Whenever a line in the data holds the string "lights", pull that line out.
"""
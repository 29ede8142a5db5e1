//! Platform directory resolution.
//!
//! Resolves OS-appropriate locations (XDG on Linux, Known Folders on
//! Windows, Library on macOS) for configuration and logs.

use std::path::PathBuf;

/// Errors that can occur during platform operations.
#[derive(Debug, thiserror::Error)]
pub enum PlatformError {
    /// The OS did not provide a configuration directory.
    #[error("could not determine OS configuration directory")]
    NoConfigDir,

    /// An I/O error occurred (e.g., directory creation failed).
    #[error("platform I/O error: {0}")]
    Io(#[from] std::io::Error),
}

/// OS-specific directory paths for the viewer.
pub struct PlatformDirs {
    /// User configuration: `config.ron`.
    pub config_dir: PathBuf,
    /// Log files.
    pub log_dir: PathBuf,
}

const APP_NAME: &str = "veld";

impl PlatformDirs {
    /// Resolve platform-specific directories without creating them on disk.
    ///
    /// # Errors
    ///
    /// Returns [`PlatformError::NoConfigDir`] if the OS does not expose a
    /// configuration directory.
    pub fn resolve() -> Result<Self, PlatformError> {
        let config_base = dirs::config_dir().ok_or(PlatformError::NoConfigDir)?;
        let app_dir = config_base.join(APP_NAME);

        Ok(Self {
            config_dir: app_dir.join("config"),
            log_dir: app_dir.join("logs"),
        })
    }

    /// Resolve directories and create them on disk.
    pub fn resolve_and_create() -> Result<Self, PlatformError> {
        let dirs = Self::resolve()?;
        dirs.create_dirs()?;
        Ok(dirs)
    }

    /// Resolve directories rooted under a custom base path.
    ///
    /// Useful for testing and for the `--config` CLI override.
    pub fn resolve_with_root(root: &std::path::Path) -> Self {
        Self {
            config_dir: root.join("config"),
            log_dir: root.join("logs"),
        }
    }

    /// Create all directories on disk.
    pub fn create_dirs(&self) -> Result<(), PlatformError> {
        std::fs::create_dir_all(&self.config_dir)?;
        std::fs::create_dir_all(&self.log_dir)?;
        Ok(())
    }
}
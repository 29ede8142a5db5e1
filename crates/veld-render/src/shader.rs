//! Shader module loading and caching.

use std::{collections::HashMap, sync::Arc};

use log::{debug, info};
use thiserror::Error;
use wgpu::{ShaderModuleDescriptor, ShaderSource};

/// Error types for shader loading operations.
#[derive(Debug, Error)]
pub enum ShaderError {
    #[error("shader '{name}' not found in library")]
    NotLoaded { name: String },
}

/// Central registry for compiled shader modules.
pub struct ShaderLibrary {
    modules: HashMap<String, Arc<wgpu::ShaderModule>>,
}

impl ShaderLibrary {
    /// Create a new empty shader library.
    pub fn new() -> Self {
        Self {
            modules: HashMap::new(),
        }
    }

    /// Compile a shader from a WGSL source string and register it.
    pub fn load_from_source(
        &mut self,
        device: &wgpu::Device,
        name: &str,
        source: &str,
    ) -> Arc<wgpu::ShaderModule> {
        debug!("Loading shader '{}' from source", name);

        let descriptor = ShaderModuleDescriptor {
            label: Some(name),
            source: ShaderSource::Wgsl(source.into()),
        };

        let module = Arc::new(device.create_shader_module(descriptor));
        let replaced = self
            .modules
            .insert(name.to_string(), module.clone())
            .is_some();

        if replaced {
            info!("Replaced shader '{}'", name);
        } else {
            info!("Loaded shader '{}'", name);
        }

        module
    }

    /// Get a previously loaded shader by name.
    pub fn get(&self, name: &str) -> Result<Arc<wgpu::ShaderModule>, ShaderError> {
        self.modules
            .get(name)
            .cloned()
            .ok_or_else(|| ShaderError::NotLoaded {
                name: name.to_string(),
            })
    }
}

impl Default for ShaderLibrary {
    fn default() -> Self {
        Self::new()
    }
}
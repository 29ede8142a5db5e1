//! Uploads a [`SceneContent`] to the GPU once and redraws it every frame.

use std::sync::Arc;

use veld_scene::{SceneContent, SceneObject};

use crate::buffer::{BufferAllocator, IndexData, MeshBuffer, VertexPositionNormalUv};
use crate::camera::Camera;
use crate::depth::DepthBuffer;
use crate::gpu::{RenderContext, SurfaceError};
use crate::lit_pipeline::{EnvironmentUniform, LIT_SHADER_SOURCE, LitPipeline, draw_lit};
use crate::pass::{FrameEncoder, RenderPassBuilder};
use crate::shader::ShaderLibrary;
use crate::texture::{ManagedTexture, TextureError, TextureManager, WrapMode};
use crate::textured_pipeline::{TEXTURED_SHADER_SOURCE, TexturedPipeline, draw_textured};

/// Decoded image pixels handed to the renderer for upload.
#[derive(Clone, Debug)]
pub struct TexturePixels {
    /// RGBA8 pixel data, row-major.
    pub data: Vec<u8>,
    /// Width in texels.
    pub width: u32,
    /// Height in texels.
    pub height: u32,
}

/// Errors from scene upload.
#[derive(Debug, thiserror::Error)]
pub enum SceneRendererError {
    /// A scene object references a texture that was not provided.
    #[error("texture '{0}' was not provided to the renderer")]
    MissingTexture(String),

    /// Texture creation failed.
    #[error(transparent)]
    Texture(#[from] TextureError),
}

/// One scene object resident on the GPU.
struct GpuObject {
    mesh: MeshBuffer,
    material_bind_group: wgpu::BindGroup,
    texture: Option<Arc<ManagedTexture>>,
}

/// Renders one uploaded scene from a camera into the window surface.
///
/// The scene is static after upload; only the camera uniform changes per
/// frame, and only the surface and depth buffer change on resize.
pub struct SceneRenderer {
    context: RenderContext,
    depth: DepthBuffer,
    lit: LitPipeline,
    textured: TexturedPipeline,
    camera_buffer: wgpu::Buffer,
    lit_camera_bind_group: wgpu::BindGroup,
    textured_camera_bind_group: wgpu::BindGroup,
    lit_environment_bind_group: wgpu::BindGroup,
    textured_environment_bind_group: wgpu::BindGroup,
    objects: Vec<GpuObject>,
    background: wgpu::Color,
}

impl SceneRenderer {
    /// Upload the scene and build all pipelines and bind groups.
    ///
    /// `textures` maps the scene's texture keys to decoded pixels; every key
    /// referenced by a scene object must be present.
    pub fn new(
        context: RenderContext,
        scene: &SceneContent,
        textures: &[(String, TexturePixels)],
    ) -> Result<Self, SceneRendererError> {
        use wgpu::util::DeviceExt;

        let device = &context.device;
        let width = context.surface_config.width;
        let height = context.surface_config.height;

        let depth = DepthBuffer::new(device, width, height);

        let mut shaders = ShaderLibrary::new();
        let lit_shader = shaders.load_from_source(device, "lit", LIT_SHADER_SOURCE);
        let textured_shader = shaders.load_from_source(device, "textured", TEXTURED_SHADER_SOURCE);

        let mut texture_manager = TextureManager::new(device);

        // A pipeline renders both faces when any of its objects demands it.
        let lit_cull = cull_mode(scene.objects.iter().filter(|o| o.texture_key.is_none()));
        let textured_cull = cull_mode(scene.objects.iter().filter(|o| o.texture_key.is_some()));

        let lit = LitPipeline::new(
            device,
            &lit_shader,
            context.surface_format,
            Some(DepthBuffer::FORMAT),
            lit_cull,
        );
        let textured = TexturedPipeline::new(
            device,
            &textured_shader,
            context.surface_format,
            Some(DepthBuffer::FORMAT),
            textured_cull,
            texture_manager.bind_group_layout(),
        );

        // Camera uniform: written every frame, shared by both pipelines.
        let camera_buffer = device.create_buffer_init(&wgpu::util::BufferInitDescriptor {
            label: Some("camera-uniform"),
            contents: bytemuck::cast_slice(&[Camera::default().to_uniform()]),
            usage: wgpu::BufferUsages::UNIFORM | wgpu::BufferUsages::COPY_DST,
        });
        let lit_camera_bind_group = uniform_bind_group(
            device,
            "lit-camera-bg",
            &lit.camera_bind_group_layout,
            &camera_buffer,
        );
        let textured_camera_bind_group = uniform_bind_group(
            device,
            "textured-camera-bg",
            &textured.camera_bind_group_layout,
            &camera_buffer,
        );

        // Environment uniform: fog + lights, static for the scene's lifetime.
        let environment = EnvironmentUniform::new(&scene.fog, &scene.lights);
        let environment_buffer = device.create_buffer_init(&wgpu::util::BufferInitDescriptor {
            label: Some("environment-uniform"),
            contents: bytemuck::cast_slice(&[environment]),
            usage: wgpu::BufferUsages::UNIFORM | wgpu::BufferUsages::COPY_DST,
        });
        let lit_environment_bind_group = uniform_bind_group(
            device,
            "lit-environment-bg",
            &lit.environment_bind_group_layout,
            &environment_buffer,
        );
        let textured_environment_bind_group = uniform_bind_group(
            device,
            "textured-environment-bg",
            &textured.environment_bind_group_layout,
            &environment_buffer,
        );

        let allocator = BufferAllocator::new(device);
        let mut objects = Vec::with_capacity(scene.objects.len());

        for object in &scene.objects {
            let vertices = world_space_vertices(object);
            let mesh = allocator.create_mesh(
                &object.name,
                bytemuck::cast_slice(&vertices),
                IndexData::U32(&object.mesh.indices),
            );

            let material_buffer = device.create_buffer_init(&wgpu::util::BufferInitDescriptor {
                label: Some(&format!("{}-material", object.name)),
                contents: bytemuck::cast_slice(&[object.material.to_uniform()]),
                usage: wgpu::BufferUsages::UNIFORM,
            });

            let texture = match &object.texture_key {
                Some(key) => {
                    let pixels = textures
                        .iter()
                        .find(|(name, _)| name == key)
                        .map(|(_, pixels)| pixels)
                        .ok_or_else(|| SceneRendererError::MissingTexture(key.clone()))?;
                    Some(texture_manager.create_texture(
                        device,
                        &context.queue,
                        key,
                        &pixels.data,
                        pixels.width,
                        pixels.height,
                        wgpu::TextureFormat::Rgba8UnormSrgb,
                        WrapMode::Repeat,
                    )?)
                }
                None => None,
            };

            let material_layout = if texture.is_some() {
                &textured.material_bind_group_layout
            } else {
                &lit.material_bind_group_layout
            };
            let material_bind_group = uniform_bind_group(
                device,
                &format!("{}-material-bg", object.name),
                material_layout,
                &material_buffer,
            );

            objects.push(GpuObject {
                mesh,
                material_bind_group,
                texture,
            });
        }

        let background = wgpu::Color {
            r: scene.background[0] as f64,
            g: scene.background[1] as f64,
            b: scene.background[2] as f64,
            a: 1.0,
        };

        log::info!(
            "Scene uploaded: {} objects, {} lights, fog {}",
            objects.len(),
            scene.lights.len(),
            if scene.fog.enabled { "on" } else { "off" },
        );

        Ok(Self {
            context,
            depth,
            lit,
            textured,
            camera_buffer,
            lit_camera_bind_group,
            textured_camera_bind_group,
            lit_environment_bind_group,
            textured_environment_bind_group,
            objects,
            background,
        })
    }

    /// Draw the scene from the given camera.
    pub fn render(&mut self, camera: &Camera) -> Result<(), SurfaceError> {
        self.context.queue.write_buffer(
            &self.camera_buffer,
            0,
            bytemuck::cast_slice(&[camera.to_uniform()]),
        );

        let surface_texture = self.context.get_current_texture()?;
        let mut frame = FrameEncoder::new(
            &self.context.device,
            Arc::new(self.context.queue.clone()),
            surface_texture,
        );

        {
            let builder = RenderPassBuilder::new()
                .clear_color(self.background)
                .depth(
                    self.depth
                        .texture
                        .create_view(&wgpu::TextureViewDescriptor::default()),
                    DepthBuffer::CLEAR_VALUE,
                )
                .label("scene-pass");
            let mut pass = frame.begin_render_pass(&builder);

            for object in &self.objects {
                match &object.texture {
                    Some(texture) => draw_textured(
                        &mut pass,
                        &self.textured,
                        &self.textured_camera_bind_group,
                        &self.textured_environment_bind_group,
                        &object.material_bind_group,
                        &texture.bind_group,
                        &object.mesh,
                    ),
                    None => draw_lit(
                        &mut pass,
                        &self.lit,
                        &self.lit_camera_bind_group,
                        &self.lit_environment_bind_group,
                        &object.material_bind_group,
                        &object.mesh,
                    ),
                }
            }
        }

        frame.submit();
        Ok(())
    }

    /// Resize the surface and depth buffer together.
    pub fn resize(&mut self, width: u32, height: u32) {
        self.context.resize(width, height);
        self.depth
            .resize(&self.context.device, width.max(1), height.max(1));
    }

    /// Current surface size in physical pixels.
    pub fn size(&self) -> (u32, u32) {
        (
            self.context.surface_config.width,
            self.context.surface_config.height,
        )
    }
}

/// Build a single-entry uniform bind group.
fn uniform_bind_group(
    device: &wgpu::Device,
    label: &str,
    layout: &wgpu::BindGroupLayout,
    buffer: &wgpu::Buffer,
) -> wgpu::BindGroup {
    device.create_bind_group(&wgpu::BindGroupDescriptor {
        label: Some(label),
        layout,
        entries: &[wgpu::BindGroupEntry {
            binding: 0,
            resource: buffer.as_entire_binding(),
        }],
    })
}

/// Bake an object's transform into its vertices for upload.
fn world_space_vertices(object: &SceneObject) -> Vec<VertexPositionNormalUv> {
    object
        .mesh
        .positions
        .iter()
        .zip(&object.mesh.normals)
        .zip(&object.mesh.uvs)
        .map(|((position, normal), uv)| VertexPositionNormalUv {
            position: object.transform.apply_point(*position),
            normal: object.transform.apply_normal(*normal),
            uv: *uv,
        })
        .collect()
}

/// Back-face culling unless any object drawn by the pipeline is double-sided.
fn cull_mode<'a>(mut objects: impl Iterator<Item = &'a SceneObject>) -> Option<wgpu::Face> {
    if objects.any(|o| o.material.double_sided) {
        None
    } else {
        Some(wgpu::Face::Back)
    }
}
"""
RESULT OF THE EXERCISE:
        // Environment uniform: fog + lights, static for the scene's lifetime.
        let environment = EnvironmentUniform::new(&scene.fog, &scene.lights);
            "Scene uploaded: {} objects, {} lights, fog {}",
            scene.lights.len(),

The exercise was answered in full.